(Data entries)
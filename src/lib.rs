//! A tiny leveled console logger. There is one default logger and any number of named loggers,
//! each with its own enabled flag and minimum level. The `*_all` functions change every logger at
//! once, including the ones created afterwards.
//!
//! ```no_run
//! use loog::Level;
//!
//! loog::registry().info("Hello");
//!
//! let db = loog::get("db");
//! db.warn("Slow query");
//! loog::set_level_all(Level::Warn);
//! loog::info!(db, "This is filtered out: {}", 42);
//! ```

use once_cell::sync::OnceCell;
use std::sync::Arc;

mod binder;
mod builder;
mod logger;
mod profile;
mod registry;
mod severity;
pub mod sink;

pub use binder::{bind, Label, Method, MethodTable, Output};
pub use builder::{LoggerBuilder, OutputTarget, SetGlobalError, SetTargetError};
pub use log::SetLoggerError;
pub use logger::Logger;
pub use profile::{Detector, RuntimeProfile};
pub use registry::{LogBridge, Registry};
pub use severity::{InvalidLevel, Level, Severity, DEFAULT_LEVEL};

/// The process-wide registry. Initialized in [`LoggerBuilder::build_global()`], or with the default
/// configuration the first time [`registry()`] is called.
static LOGGER_INSTANCE: OnceCell<Registry> = OnceCell::new();

/// The process-wide registry. This also acts as the default logger.
pub fn registry() -> &'static Registry {
    LOGGER_INSTANCE.get_or_init(|| LoggerBuilder::new().build())
}

/// Get a named logger from the process-wide registry. See [`Registry::get()`].
pub fn get(name: &str) -> Arc<Logger> {
    registry().get(name)
}

pub fn enable_all() -> &'static Registry {
    registry().enable_all()
}

pub fn disable_all() -> &'static Registry {
    registry().disable_all()
}

pub fn set_level_all(level: Level) -> &'static Registry {
    registry().set_level_all(level)
}

pub fn delete_loggers() -> &'static Registry {
    registry().delete_loggers()
}

/// Log a formatted message through a logger's debug method.
///
/// ```no_run
/// loog::debug!(loog::get("net"), "{} bytes received", 512);
/// ```
#[macro_export]
macro_rules! debug {
    ($logger:expr, $($arg:tt)+) => {
        $logger.debug(::std::format_args!($($arg)+))
    };
}

/// Log a formatted message through a logger's log method.
#[macro_export]
macro_rules! log {
    ($logger:expr, $($arg:tt)+) => {
        $logger.log(::std::format_args!($($arg)+))
    };
}

/// Log a formatted message through a logger's info method.
#[macro_export]
macro_rules! info {
    ($logger:expr, $($arg:tt)+) => {
        $logger.info(::std::format_args!($($arg)+))
    };
}

/// Log a formatted message through a logger's warn method.
#[macro_export]
macro_rules! warn {
    ($logger:expr, $($arg:tt)+) => {
        $logger.warn(::std::format_args!($($arg)+))
    };
}

/// Log a formatted message through a logger's error method.
#[macro_export]
macro_rules! error {
    ($logger:expr, $($arg:tt)+) => {
        $logger.error(::std::format_args!($($arg)+))
    };
}
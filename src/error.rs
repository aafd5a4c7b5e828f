use axum::{
    http::StatusCode,
    response::{IntoResponse, Response},
};
use thiserror::Error;

/// Domain-specific error types for Helmsman
#[derive(Error, Debug)]
pub enum HelmsmanError {
    #[error("failed to fetch from upstream: {0}")]
    UpstreamFetch(#[from] reqwest::Error),

    #[error("upstream transfer exceeded the request deadline")]
    UpstreamTimeout,

    #[error("failed to parse DASH MPD: {0}")]
    MpdParse(String),

    #[error("failed to serialize DASH MPD: {0}")]
    MpdSerialize(String),

    #[error("configuration error: {0}")]
    Config(String),

    #[error("internal server error: {0}")]
    Internal(String),
}

// Implement IntoResponse for HelmsmanError to handle HTTP responses
impl IntoResponse for HelmsmanError {
    fn into_response(self) -> Response {
        let (status, error_message) = match self {
            HelmsmanError::UpstreamFetch(ref e) => {
                tracing::error!("Upstream fetch error: {:?}", e);
                (StatusCode::BAD_GATEWAY, self.to_string())
            }
            HelmsmanError::UpstreamTimeout => {
                tracing::error!("Upstream transfer timed out");
                (StatusCode::GATEWAY_TIMEOUT, self.to_string())
            }
            HelmsmanError::MpdParse(ref e) => {
                tracing::error!("MPD parse error: {}", e);
                (StatusCode::UNPROCESSABLE_ENTITY, self.to_string())
            }
            HelmsmanError::MpdSerialize(ref e) => {
                tracing::error!("MPD serialize error: {}", e);
                (StatusCode::INTERNAL_SERVER_ERROR, self.to_string())
            }
            HelmsmanError::Config(ref e) => {
                tracing::error!("Configuration error: {}", e);
                (StatusCode::INTERNAL_SERVER_ERROR, self.to_string())
            }
            HelmsmanError::Internal(ref e) => {
                tracing::error!("Internal error: {}", e);
                (StatusCode::INTERNAL_SERVER_ERROR, self.to_string())
            }
        };

        (status, error_message).into_response()
    }
}

// Convenience type alias for Results
pub type Result<T> = std::result::Result<T, HelmsmanError>;
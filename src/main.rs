use helmsman::{config, server};
use tracing::{error, info};

#[tokio::main]
async fn main() {
    // Setup logging
    tracing_subscriber::fmt::init();

    info!("Starting Helmsman - cache-aware DASH steering proxy");

    let config = match config::Config::from_args(std::env::args()) {
        Ok(c) => c,
        Err(e) => {
            error!("Failed to load config: {}", e);
            std::process::exit(1);
        }
    };

    info!(
        "Forwarding to {} while listening on {}",
        config.upstream, config.listen
    );

    if let Err(e) = server::start(config).await {
        error!("Failed to start server: {}", e);
        std::process::exit(1);
    }
}
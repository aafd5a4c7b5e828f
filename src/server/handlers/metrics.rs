use axum::{
    http::{StatusCode, header},
    response::{IntoResponse, Response},
};
use metrics_exporter_prometheus::PrometheusHandle;

/// Serve Prometheus metrics in text exposition format.
///
/// The handle is absent when another instance in this process already owns
/// the global recorder (several servers booted by the test harness); those
/// instances answer 503 rather than report another server's numbers.
pub async fn serve_metrics(handle: Option<PrometheusHandle>) -> Response {
    match handle {
        Some(handle) => (
            StatusCode::OK,
            [(
                header::CONTENT_TYPE,
                "text/plain; version=0.0.4; charset=utf-8",
            )],
            handle.render(),
        )
            .into_response(),
        None => (StatusCode::SERVICE_UNAVAILABLE, "metrics recorder not installed").into_response(),
    }
}
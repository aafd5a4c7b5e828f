use dash_mpd::MPD;
use std::collections::HashMap;
use tracing::debug;

const NUMBER_MARKER: &str = "$Number$";

/// One representation's segment-URL shape, split around `$Number$`.
#[derive(Debug, Clone, PartialEq)]
pub struct RepTemplate {
    /// Integer quality label parsed from the representation id
    pub quality: u32,
    /// Media template text after the `$Number$` marker
    pub suffix: String,
    /// Nominal bandwidth advertised by the manifest, bits per second
    pub bandwidth: f64,
    /// Segment duration in seconds (template duration over timescale)
    pub segment_secs: f64,
}

/// Maps segment-URL prefixes to representation descriptors for one stream.
///
/// Built from the stream's first MPD and read-only afterwards. Request
/// basenames are matched against the prefixes to recover which segment of
/// which quality an URL addresses.
#[derive(Debug, Clone, Default)]
pub struct TemplateIndex {
    by_prefix: HashMap<String, RepTemplate>,
}

impl TemplateIndex {
    /// Extract the URL template of every representation in every adaptation
    /// set of every period. Representations with a non-numeric id or
    /// without a `$Number$` media template are skipped.
    pub fn from_mpd(mpd: &MPD) -> Self {
        let mut by_prefix = HashMap::new();

        for period in &mpd.periods {
            for adaptation in &period.adaptations {
                for rep in &adaptation.representations {
                    let Some(id) = rep.id.as_deref() else {
                        continue;
                    };
                    let Ok(quality) = id.parse::<u32>() else {
                        debug!(id, "skipping representation with non-numeric id");
                        continue;
                    };
                    // representation-level template wins over the adaptation set's
                    let template = rep
                        .SegmentTemplate
                        .as_ref()
                        .or(adaptation.SegmentTemplate.as_ref());
                    let Some(template) = template else {
                        continue;
                    };
                    let Some(media) = template.media.as_deref() else {
                        continue;
                    };
                    let Some(marker) = media.rfind(NUMBER_MARKER) else {
                        continue;
                    };

                    let duration = template.duration.unwrap_or(0.0);
                    let timescale = template.timescale.unwrap_or(1).max(1);

                    by_prefix.insert(
                        media[..marker].to_string(),
                        RepTemplate {
                            quality,
                            suffix: media[marker + NUMBER_MARKER.len()..].to_string(),
                            bandwidth: rep.bandwidth.unwrap_or(0) as f64,
                            segment_secs: duration / timescale as f64,
                        },
                    );
                }
            }
        }

        Self { by_prefix }
    }

    /// Parse a request basename into `(segment number, quality)`.
    ///
    /// The longest matching prefix wins when templates nest. `None` means
    /// the path addresses no known representation and is plain proxy
    /// traffic.
    pub fn parse_segment(&self, basename: &str) -> Option<(u64, u32)> {
        let (prefix, rep) = self
            .by_prefix
            .iter()
            .filter(|(prefix, _)| basename.starts_with(prefix.as_str()))
            .max_by_key(|(prefix, _)| prefix.len())?;

        let rest = &basename[prefix.len()..];
        let digits = rest.strip_suffix(&rep.suffix)?;
        let segment = digits.parse::<u64>().ok()?;
        Some((segment, rep.quality))
    }

    /// Rebuild the segment URL basename for `(segment, quality)`.
    pub fn form_url(&self, segment: u64, quality: u32) -> Option<String> {
        self.by_prefix
            .iter()
            .find(|(_, rep)| rep.quality == quality)
            .map(|(prefix, rep)| format!("{prefix}{segment}{}", rep.suffix))
    }

    /// Descriptor for a quality, when the stream advertises it.
    pub fn descriptor(&self, quality: u32) -> Option<&RepTemplate> {
        self.by_prefix.values().find(|rep| rep.quality == quality)
    }

    pub fn is_empty(&self) -> bool {
        self.by_prefix.is_empty()
    }
}

#[cfg(test)]
mod tests {
    use super::*;
    use crate::dash::rewriter::parse_mpd;

    fn sample_index() -> TemplateIndex {
        let xml = r#"<?xml version="1.0"?>
<MPD xmlns="urn:mpeg:dash:schema:mpd:2011" type="static">
  <Period>
    <AdaptationSet contentType="video">
      <Representation id="500" bandwidth="500000">
        <SegmentTemplate media="seg-500-$Number$.m4s" initialization="init-500.mp4"
                         duration="2" timescale="1"/>
      </Representation>
      <Representation id="1500" bandwidth="1500000">
        <SegmentTemplate media="seg-1500-$Number$.m4s" initialization="init-1500.mp4"
                         duration="2" timescale="1"/>
      </Representation>
      <Representation id="audio-en" bandwidth="128000">
        <SegmentTemplate media="audio-$Number$.m4s" duration="2" timescale="1"/>
      </Representation>
    </AdaptationSet>
  </Period>
</MPD>"#;
        TemplateIndex::from_mpd(&parse_mpd(xml).expect("valid MPD"))
    }

    #[test]
    fn test_index_covers_numeric_representations() {
        let index = sample_index();
        assert!(!index.is_empty());

        let rep = index.descriptor(500).expect("quality 500 indexed");
        assert_eq!(rep.suffix, ".m4s");
        assert_eq!(rep.bandwidth, 500_000.0);
        assert_eq!(rep.segment_secs, 2.0);

        // the non-numeric representation id is skipped
        assert!(index.parse_segment("audio-7.m4s").is_none());
    }

    #[test]
    fn test_parse_segment_round_trip() {
        let index = sample_index();

        for segment in [1, 7, 42, 100_000] {
            for quality in [500, 1500] {
                let url = index.form_url(segment, quality).expect("known quality");
                assert_eq!(index.parse_segment(&url), Some((segment, quality)));
            }
        }
    }

    #[test]
    fn test_parse_segment_rejects_foreign_paths() {
        let index = sample_index();
        assert_eq!(index.parse_segment("Manifest.mpd"), None);
        assert_eq!(index.parse_segment("seg-500-.m4s"), None);
        assert_eq!(index.parse_segment("seg-500-12.mp4"), None);
        assert_eq!(index.parse_segment("init-500.mp4"), None);
    }

    #[test]
    fn test_longest_prefix_wins_when_templates_nest() {
        let xml = r#"<?xml version="1.0"?>
<MPD xmlns="urn:mpeg:dash:schema:mpd:2011" type="static">
  <Period>
    <AdaptationSet>
      <Representation id="1" bandwidth="1000000">
        <SegmentTemplate media="chunk-$Number$.m4s" duration="2" timescale="1"/>
      </Representation>
      <Representation id="2" bandwidth="2000000">
        <SegmentTemplate media="chunk-hi-$Number$.m4s" duration="2" timescale="1"/>
      </Representation>
    </AdaptationSet>
  </Period>
</MPD>"#;
        let index = TemplateIndex::from_mpd(&parse_mpd(xml).expect("valid MPD"));

        assert_eq!(index.parse_segment("chunk-hi-9.m4s"), Some((9, 2)));
    }

    #[test]
    fn test_adaptation_level_template_fallback() {
        let xml = r#"<?xml version="1.0"?>
<MPD xmlns="urn:mpeg:dash:schema:mpd:2011" type="static">
  <Period>
    <AdaptationSet>
      <SegmentTemplate media="v-$Number$.m4s" duration="4" timescale="2"/>
      <Representation id="3" bandwidth="900000"/>
    </AdaptationSet>
  </Period>
</MPD>"#;
        let index = TemplateIndex::from_mpd(&parse_mpd(xml).expect("valid MPD"));

        assert_eq!(index.parse_segment("v-11.m4s"), Some((11, 3)));
        assert_eq!(index.descriptor(3).map(|r| r.segment_secs), Some(2.0));
    }
}
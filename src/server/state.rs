use crate::config::Config;
use crate::stream::StreamRegistry;
use crate::throughput::ThroughputTracker;
use arc_swap::ArcSwap;
use reqwest::Client;
use std::sync::Arc;
use std::sync::atomic::{AtomicBool, Ordering};
use std::time::{Duration, Instant};

/// Bandwidth rewrite policy in effect until `/settings` changes it.
const DEFAULT_POLICY: &str = "UNCHANGE";

/// Runtime knobs mutable through the control plane.
///
/// The policy is stored as its configured name; resolution happens per
/// rewrite, so an unknown name degrades to a logged no-op instead of
/// rejecting the POST that set it.
pub struct Controls {
    policy: ArcSwap<String>,
    setup_mode: AtomicBool,
    prefetch_off: AtomicBool,
}

impl Default for Controls {
    fn default() -> Self {
        Self {
            policy: ArcSwap::from_pointee(DEFAULT_POLICY.to_string()),
            setup_mode: AtomicBool::new(false),
            prefetch_off: AtomicBool::new(false),
        }
    }
}

impl Controls {
    pub fn policy(&self) -> Arc<String> {
        self.policy.load_full()
    }

    pub fn set_policy(&self, name: String) {
        self.policy.store(Arc::new(name));
    }

    /// Whether an operator is seeding content; relaxes the transfer deadline.
    pub fn setup_mode(&self) -> bool {
        self.setup_mode.load(Ordering::Relaxed)
    }

    pub fn set_setup_mode(&self, on: bool) {
        self.setup_mode.store(on, Ordering::Relaxed);
    }

    pub fn prefetch_off(&self) -> bool {
        self.prefetch_off.load(Ordering::Relaxed)
    }

    pub fn set_prefetch_off(&self, off: bool) {
        self.prefetch_off.store(off, Ordering::Relaxed);
    }
}

/// Application state shared across all handlers
#[derive(Clone)]
pub struct AppState {
    /// Application configuration
    pub config: Arc<Config>,
    /// Shared HTTP client for upstream connection pooling
    pub http_client: Client,
    /// Per-stream template indexes and segment inventories
    pub streams: StreamRegistry,
    /// Per-client throughput estimates
    pub throughput: ThroughputTracker,
    /// Runtime knobs from the control plane
    pub controls: Arc<Controls>,
    /// Server start time for uptime tracking
    pub started_at: Instant,
}

impl AppState {
    /// Create a new AppState with the given configuration
    pub fn new(config: Config) -> Self {
        // No client-wide timeout: each proxied transfer carries its own
        // deadline, which SetupMode stretches by an order of magnitude.
        let http_client = Client::builder()
            .connect_timeout(Duration::from_secs(5))
            .pool_idle_timeout(Duration::from_secs(90))
            .pool_max_idle_per_host(10)
            .build()
            .expect("Failed to create HTTP client");

        Self {
            config: Arc::new(config),
            http_client,
            streams: StreamRegistry::default(),
            throughput: ThroughputTracker::default(),
            controls: Arc::new(Controls::default()),
            started_at: Instant::now(),
        }
    }
}
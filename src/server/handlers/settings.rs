use crate::server::state::AppState;
use axum::{Form, extract::State, http::StatusCode};
use serde::Deserialize;
use tracing::info;

/// Form payload for `POST /settings`.
///
/// Absent or empty fields leave the corresponding knob untouched, so a
/// caller can flip one setting without knowing the others.
#[derive(Debug, Deserialize)]
pub struct SettingsForm {
    setup: Option<String>,
    policy: Option<String>,
    prefetch: Option<String>,
}

/// Adjust runtime knobs: setup mode, rewrite policy, prefetch.
pub async fn update_settings(
    State(state): State<AppState>,
    Form(form): Form<SettingsForm>,
) -> StatusCode {
    if let Some(setup) = form.setup.filter(|value| !value.is_empty()) {
        let on = setup == "1";
        state.controls.set_setup_mode(on);
        info!(setup_mode = on, "settings update");
    }
    if let Some(policy) = form.policy.filter(|value| !value.is_empty()) {
        info!(policy = %policy, "settings update");
        state.controls.set_policy(policy);
    }
    if let Some(prefetch) = form.prefetch.filter(|value| !value.is_empty()) {
        let off = prefetch == "0";
        state.controls.set_prefetch_off(off);
        info!(prefetch_off = off, "settings update");
    }

    StatusCode::OK
}
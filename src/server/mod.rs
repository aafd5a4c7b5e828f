pub mod handlers;
pub mod state;

use crate::config::Config;
use axum::{
    Router,
    routing::{get, post},
};
use metrics_exporter_prometheus::PrometheusBuilder;
use state::AppState;
use tower_http::{catch_panic::CatchPanicLayer, cors::CorsLayer};
use tracing::{error, info};

/// Build the proxy router for an application state.
///
/// Shared by `start` and the e2e tests, which boot several instances in
/// one process; only the first gets the process-global metrics recorder.
pub fn build_router(state: AppState) -> Router {
    let prometheus_handle = PrometheusBuilder::new().install_recorder().ok();

    // CORS: always permissive — manifests and segments must be fetchable
    // from any web player origin (dash.js, Shaka, etc.)
    let cors = CorsLayer::very_permissive();

    Router::new()
        .route("/health", get(handlers::health::health_check))
        .route(
            "/metrics",
            get({
                let handle = prometheus_handle.clone();
                move || handlers::metrics::serve_metrics(handle)
            }),
        )
        .route("/settings", post(handlers::settings::update_settings))
        // everything else is proxy traffic
        .fallback(handlers::proxy::proxy_request)
        .layer(cors)
        // a panicking handler becomes a logged 500; the process keeps serving
        .layer(CatchPanicLayer::new())
        .with_state(state)
}

/// Start the Axum HTTP server
pub async fn start(config: Config) -> Result<(), Box<dyn std::error::Error>> {
    let listen = config.listen.clone();

    // Create shared application state
    let state = AppState::new(config);

    // Periodic occupancy logging and gauge refresh
    let streams = state.streams.clone();
    let throughput = state.throughput.clone();
    tokio::spawn(async move {
        let mut interval = tokio::time::interval(std::time::Duration::from_secs(60));
        loop {
            interval.tick().await;
            let stream_count = streams.stream_count();
            let client_count = throughput.client_count();
            crate::metrics::set_active_streams(stream_count);
            crate::metrics::set_known_clients(client_count);
            info!(
                "Steering state: {} streams, {} clients",
                stream_count, client_count
            );
        }
    });

    let app = build_router(state);

    // Bind TCP listener
    let listener = match tokio::net::TcpListener::bind(listen.as_str()).await {
        Ok(listener) => listener,
        Err(e) => {
            error!(
                "Failed to bind to {}: {}. Is the address already in use?",
                listen, e
            );
            return Err(e.into());
        }
    };

    info!("Proxy bound to {}", listen);
    info!("  Health:   http://{}/health", listen);
    info!("  Metrics:  http://{}/metrics", listen);
    info!("  Settings: POST http://{}/settings", listen);

    // Start serving with graceful shutdown
    if let Err(e) = axum::serve(listener, app)
        .with_graceful_shutdown(shutdown_signal())
        .await
    {
        error!("Server error: {}", e);
        return Err(e.into());
    }

    info!("Server shut down gracefully");
    Ok(())
}

/// Wait for shutdown signal (Ctrl+C or SIGTERM)
async fn shutdown_signal() {
    use tokio::signal;

    let ctrl_c = async {
        signal::ctrl_c()
            .await
            .expect("failed to install Ctrl+C handler");
    };

    #[cfg(unix)]
    let terminate = async {
        signal::unix::signal(signal::unix::SignalKind::terminate())
            .expect("failed to install SIGTERM handler")
            .recv()
            .await;
    };

    #[cfg(not(unix))]
    let terminate = std::future::pending::<()>();

    tokio::select! {
        _ = ctrl_c => info!("Received Ctrl+C, shutting down"),
        _ = terminate => info!("Received SIGTERM, shutting down"),
    }
}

**Activity:**
Filter the entries above and keep only the lines with the word "profile".

**Exercise output:**
mod profile;
pub use profile::{Detector, RuntimeProfile};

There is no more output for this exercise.